In the meantime, however, a quick look at student property. It is, says James Pullan of Knight Frank in the FT, “one of the most successful real estate classes thanks to stability of demand for student bedrooms all over the UK”.
The FT goes on to suggest various ways in which you might invest. You could buy a student house and let it out (basically HMO buy-to-let). You could go for a fund such as the UK Real Estate Investment Trust or the Mansion Student Accomodation Fund (the latter is only accessible via an IFA). You could invest in a developer such as Unite Group, the UK’s “largest student housing provider by volume.”
Or, finally, you can just buy a “student pod”. A pod is basically a single room in a student development in a university town such as Leeds, Manchester or Sheffield. You should almost certainly avoid the pods. They are generally very small (say 12-13 square metres) and extremely expensive relative to their local markets.
Another piece in the FT a few days ago made the point that a £59,995 pod currently on the market in Canterbury “costs more than twice the average for the city on a per square foot basis”. You might expect a small premium for the new-build aspect and for any onsite facilities, but a square footage price on a par with SW1? That’s just too much.

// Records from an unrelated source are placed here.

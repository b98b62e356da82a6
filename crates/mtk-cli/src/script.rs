//! Scripted ledger runs.
//!
//! A script names the owner and lists the calls to apply, in order:
//!
//! ```json
//! {
//!   "owner": "0x1111111111111111111111111111111111111111",
//!   "steps": [
//!     { "caller": "@owner", "at": 1000, "call": { "op": "transfer", "to": "@contract", "amount": "500" } },
//!     { "caller": "0x2222222222222222222222222222222222222222", "call": { "op": "claim" } }
//!   ]
//! }
//! ```
//!
//! `@owner` and `@contract` stand for the owner and the ledger's contract
//! account wherever a string is expected. `at` moves the ledger clock before
//! the step runs.

use std::collections::BTreeMap;
use std::path::Path;
use std::sync::Arc;

use serde::{Deserialize, Serialize};
use serde_json::Value;
use tracing::{debug, info, warn};

use mtk_ledger::{
    Address, Amount, Call, EventRecord, LedgerError, ManualClock, RecordingTransfer, Timestamp,
    Token, TokenConfig,
};

use crate::error::CliError;

/// Placeholder for the owner address.
pub const OWNER_ALIAS: &str = "@owner";

/// Placeholder for the contract address.
pub const CONTRACT_ALIAS: &str = "@contract";

/// A parsed script.
#[derive(Debug, Clone, PartialEq, Eq, Deserialize)]
#[serde(deny_unknown_fields)]
pub struct Script {
    /// Ledger owner.
    pub owner: Address,
    /// Clock reading at deployment.
    #[serde(default)]
    pub start: Timestamp,
    /// Calls to apply.
    #[serde(default)]
    pub steps: Vec<Step>,
}

/// One call in a script.
#[derive(Debug, Clone, PartialEq, Eq, Deserialize)]
#[serde(deny_unknown_fields)]
pub struct Step {
    /// Identity making the call.
    pub caller: Address,
    /// Clock reading for this step; the clock is left alone when absent.
    #[serde(default)]
    pub at: Option<Timestamp>,
    /// The call itself.
    pub call: Call,
}

impl Script {
    /// Read a script file, resolving aliases against `config`.
    ///
    /// # Errors
    ///
    /// Returns error if the file cannot be read or parsed.
    pub fn load(path: impl AsRef<Path>, config: &TokenConfig) -> Result<Self, CliError> {
        let path = path.as_ref();
        let contents = std::fs::read_to_string(path)?;
        let script = Self::from_json(&contents, config)?;
        debug!(path = %path.display(), steps = script.steps.len(), "loaded script");
        Ok(script)
    }

    /// Parse a script, resolving aliases against `config`.
    ///
    /// # Errors
    ///
    /// Returns error if the JSON is malformed or the owner is missing.
    pub fn from_json(json: &str, config: &TokenConfig) -> Result<Self, CliError> {
        let mut value: Value = serde_json::from_str(json)
            .map_err(|e| CliError::script(format!("invalid JSON: {e}")))?;

        let owner = value
            .get("owner")
            .and_then(Value::as_str)
            .ok_or_else(|| CliError::script("missing \"owner\""))?
            .parse::<Address>()
            .map_err(|e| CliError::script(format!("owner: {e}")))?;
        let contract = Address::derive(&owner, &config.symbol);

        resolve_aliases(&mut value, &owner.to_string(), &contract.to_string());
        serde_json::from_value(value).map_err(|e| CliError::script(e.to_string()))
    }
}

fn resolve_aliases(value: &mut Value, owner: &str, contract: &str) {
    match value {
        Value::String(s) if s.as_str() == OWNER_ALIAS => *s = owner.to_string(),
        Value::String(s) if s.as_str() == CONTRACT_ALIAS => *s = contract.to_string(),
        Value::Array(items) => items
            .iter_mut()
            .for_each(|item| resolve_aliases(item, owner, contract)),
        Value::Object(map) => map
            .values_mut()
            .for_each(|item| resolve_aliases(item, owner, contract)),
        _ => {}
    }
}

/// Outcome of one step.
#[derive(Debug, Clone, Serialize)]
pub struct StepReport {
    /// One-based step number.
    pub index: usize,
    /// Identity that made the call.
    pub caller: Address,
    /// Operation name.
    pub op: &'static str,
    /// Clock reading when the step ran.
    pub at: Timestamp,
    /// Events emitted.
    #[serde(skip_serializing_if = "Vec::is_empty")]
    pub events: Vec<EventRecord>,
    /// Native value paid out.
    #[serde(skip_serializing_if = "Option::is_none")]
    pub payout: Option<Amount>,
    /// Error kind, if the step failed.
    #[serde(skip_serializing_if = "Option::is_none")]
    pub error: Option<&'static str>,
    /// Error message, if the step failed.
    #[serde(skip_serializing_if = "Option::is_none")]
    pub message: Option<String>,
}

impl StepReport {
    /// Whether the step succeeded.
    #[must_use]
    pub const fn is_ok(&self) -> bool {
        self.error.is_none()
    }
}

/// Ledger state after a run.
#[derive(Debug, Clone, Serialize)]
pub struct Summary {
    /// Token symbol.
    pub symbol: String,
    /// Owner identity.
    pub owner: Address,
    /// Contract account.
    pub contract: Address,
    /// Total issued supply.
    pub total_supply: Amount,
    /// Native currency held by the ledger.
    pub reserve: Amount,
    /// Native currency paid out to the owner.
    pub withdrawn: Amount,
    /// Current exchange rate.
    pub tokens_per_unit: u64,
    /// Events emitted since deployment.
    pub event_count: usize,
    /// Non-zero balances.
    pub balances: BTreeMap<Address, Amount>,
}

/// A deployed ledger driven by a script.
#[derive(Debug)]
pub struct ScriptRunner {
    token: Token,
    clock: ManualClock,
    rail: RecordingTransfer,
}

impl ScriptRunner {
    /// Deploy a ledger for `script` with `config`.
    ///
    /// # Errors
    ///
    /// Returns error if deployment fails.
    pub fn deploy(script: &Script, config: &TokenConfig) -> Result<Self, CliError> {
        let clock = ManualClock::new(script.start);
        let token = Token::with_clock(script.owner, config, Arc::new(clock.clone()))?;
        Ok(Self {
            token,
            clock,
            rail: RecordingTransfer::new(),
        })
    }

    /// The ledger being driven.
    #[must_use]
    pub const fn token(&self) -> &Token {
        &self.token
    }

    /// Apply one step. Ledger rejections are reported, not returned.
    pub fn apply(&mut self, index: usize, step: &Step) -> StepReport {
        self.execute(index, step).0
    }

    /// Apply one step, handing back the ledger rejection alongside its report.
    pub fn execute(&mut self, index: usize, step: &Step) -> (StepReport, Option<LedgerError>) {
        if let Some(at) = step.at {
            self.clock.set(at);
        }
        let op = step.call.name();
        let at = self.token.now();
        let mut report = StepReport {
            index,
            caller: step.caller,
            op,
            at,
            events: Vec::new(),
            payout: None,
            error: None,
            message: None,
        };

        match self.token.dispatch(&step.caller, &step.call, &mut self.rail) {
            Ok(receipt) => {
                report.events = receipt.events;
                report.payout = receipt.payout;
                (report, None)
            }
            Err(err) => {
                if step.call.is_admin() {
                    warn!(index, op, caller = %step.caller, kind = err.kind(), "admin step rejected");
                } else {
                    debug!(index, op, kind = err.kind(), "step rejected");
                }
                report.error = Some(err.kind());
                report.message = Some(err.to_string());
                (report, Some(err))
            }
        }
    }

    /// Current ledger state.
    #[must_use]
    pub fn summary(&self) -> Summary {
        let token = &self.token;
        let owner = token.owner();
        let summary = Summary {
            symbol: token.symbol().to_string(),
            owner,
            contract: token.contract_address(),
            total_supply: token.total_supply(),
            reserve: token.reserve(),
            withdrawn: self.rail.received_by(&owner),
            tokens_per_unit: token.tokens_per_unit(),
            event_count: token.events().len(),
            balances: token.balances(),
        };
        info!(
            events = summary.event_count,
            total_supply = %summary.total_supply,
            reserve = %summary.reserve,
            "run complete"
        );
        summary
    }
}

The main attraction of the pods has in the past been that they have come with “guaranteed annual returns” – often of around 10%. That’s very tempting in a market where cash provides a negative return after inflation. Unfortunately, the guarantees are often not sustainable (being, as they sometimes are, paid out of the provider’s general revenues rather than real rents) and once the guarantee runs out, the income tends to run out too.
But while the pods themselves are an obvious ‘avoid’, the other options aren’t a money-making given either. There has been a huge amount of development in the UK predicated on the idea that student numbers can only ever rise (a huge development has just gone up at the end of my road, charging more in rent per room than the local cost of a one-bed flat).
But let’s not forget that applications fell nearly 9% in the year that the new tuition fee system was introduced. As increasing numbers of young people notice that the current student loans system really does little more than saddle them with a (high) graduate tax (see my previous posts on this) and that at the low end a degree doesn’t even guarantee them much of a higher income than their non-graduate friends, it will surely fall further. Then who will get a 10% yield from student property?
P.S It isn’t just in the UK that graduates might be beginning to question the wisdom of giving over all that money and time to studying.
According to Leo Lewis, writing in the Times today, getting graduate-level work is just as hard in China – 6.99 million people ail graduate there this year all “into a jobs market that hasn’t quite worked out what to do with them.”
An example of just how hard it can be: the city of Harbin needed 450 cleaners. But graduates want a government job (however low level) so much that 3,000 of them applied alongside 7,000 non-graduates.